* _Exercise requirements_: In the records below, count every line that contains the word "StatusCode" and report only the total.
○ ○ ○
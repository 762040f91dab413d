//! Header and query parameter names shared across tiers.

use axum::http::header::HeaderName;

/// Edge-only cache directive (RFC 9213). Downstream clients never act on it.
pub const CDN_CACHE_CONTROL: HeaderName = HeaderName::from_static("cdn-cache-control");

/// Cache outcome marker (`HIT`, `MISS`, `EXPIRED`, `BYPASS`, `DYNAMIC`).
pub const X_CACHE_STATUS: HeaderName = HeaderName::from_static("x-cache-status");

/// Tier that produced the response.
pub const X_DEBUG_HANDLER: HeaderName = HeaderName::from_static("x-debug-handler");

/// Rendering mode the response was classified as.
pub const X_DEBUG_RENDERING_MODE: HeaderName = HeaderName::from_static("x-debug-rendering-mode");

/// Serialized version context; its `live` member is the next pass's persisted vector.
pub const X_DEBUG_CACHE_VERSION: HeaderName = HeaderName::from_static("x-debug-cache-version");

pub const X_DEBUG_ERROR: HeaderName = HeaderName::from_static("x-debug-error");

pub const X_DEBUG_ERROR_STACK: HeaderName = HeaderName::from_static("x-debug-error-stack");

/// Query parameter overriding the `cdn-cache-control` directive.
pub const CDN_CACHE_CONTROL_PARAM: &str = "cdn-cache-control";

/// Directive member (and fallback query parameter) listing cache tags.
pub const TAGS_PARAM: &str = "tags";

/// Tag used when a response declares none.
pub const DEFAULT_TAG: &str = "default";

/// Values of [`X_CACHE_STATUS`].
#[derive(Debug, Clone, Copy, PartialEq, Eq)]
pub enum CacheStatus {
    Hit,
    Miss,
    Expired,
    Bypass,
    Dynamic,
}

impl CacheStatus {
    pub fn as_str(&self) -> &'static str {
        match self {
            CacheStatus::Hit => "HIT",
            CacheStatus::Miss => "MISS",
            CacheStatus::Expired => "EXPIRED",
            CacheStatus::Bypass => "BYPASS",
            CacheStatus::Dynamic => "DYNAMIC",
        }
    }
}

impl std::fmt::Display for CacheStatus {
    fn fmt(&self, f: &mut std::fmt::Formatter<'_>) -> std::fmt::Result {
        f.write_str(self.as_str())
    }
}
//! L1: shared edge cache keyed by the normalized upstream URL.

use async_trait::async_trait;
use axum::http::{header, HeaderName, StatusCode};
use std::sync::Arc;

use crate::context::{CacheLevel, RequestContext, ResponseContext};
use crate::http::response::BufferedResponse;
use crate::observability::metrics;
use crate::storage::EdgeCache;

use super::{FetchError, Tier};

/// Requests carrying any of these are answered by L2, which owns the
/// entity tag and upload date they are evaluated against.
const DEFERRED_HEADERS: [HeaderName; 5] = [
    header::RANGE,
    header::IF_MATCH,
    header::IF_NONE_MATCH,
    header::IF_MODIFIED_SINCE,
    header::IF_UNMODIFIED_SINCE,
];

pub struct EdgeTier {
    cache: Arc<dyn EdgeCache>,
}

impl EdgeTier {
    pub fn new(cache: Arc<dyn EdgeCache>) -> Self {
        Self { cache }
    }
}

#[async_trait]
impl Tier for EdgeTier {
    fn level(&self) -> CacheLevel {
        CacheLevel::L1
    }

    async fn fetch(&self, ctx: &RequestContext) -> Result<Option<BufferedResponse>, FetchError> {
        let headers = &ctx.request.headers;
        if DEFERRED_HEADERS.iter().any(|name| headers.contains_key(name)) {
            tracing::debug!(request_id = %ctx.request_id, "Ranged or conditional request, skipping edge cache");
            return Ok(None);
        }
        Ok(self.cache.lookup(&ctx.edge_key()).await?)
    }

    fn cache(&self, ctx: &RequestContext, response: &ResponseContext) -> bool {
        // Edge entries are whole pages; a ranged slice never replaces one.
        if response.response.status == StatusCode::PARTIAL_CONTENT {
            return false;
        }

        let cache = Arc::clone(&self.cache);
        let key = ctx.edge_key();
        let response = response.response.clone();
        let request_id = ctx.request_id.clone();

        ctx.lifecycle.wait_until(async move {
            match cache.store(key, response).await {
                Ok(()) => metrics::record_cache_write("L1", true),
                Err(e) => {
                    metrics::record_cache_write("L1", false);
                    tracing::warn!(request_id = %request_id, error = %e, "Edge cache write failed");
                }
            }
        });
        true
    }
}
○ ○ ○
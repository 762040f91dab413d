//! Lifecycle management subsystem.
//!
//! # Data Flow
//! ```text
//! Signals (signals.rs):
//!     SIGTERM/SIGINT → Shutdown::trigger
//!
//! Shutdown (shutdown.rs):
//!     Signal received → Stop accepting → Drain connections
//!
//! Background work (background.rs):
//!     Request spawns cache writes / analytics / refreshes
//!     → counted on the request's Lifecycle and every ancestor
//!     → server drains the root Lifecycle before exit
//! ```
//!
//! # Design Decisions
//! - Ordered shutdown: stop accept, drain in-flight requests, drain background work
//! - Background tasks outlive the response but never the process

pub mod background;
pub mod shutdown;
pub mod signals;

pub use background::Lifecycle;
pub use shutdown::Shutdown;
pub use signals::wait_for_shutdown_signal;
○ ○ ○
* _Output for this task_: 2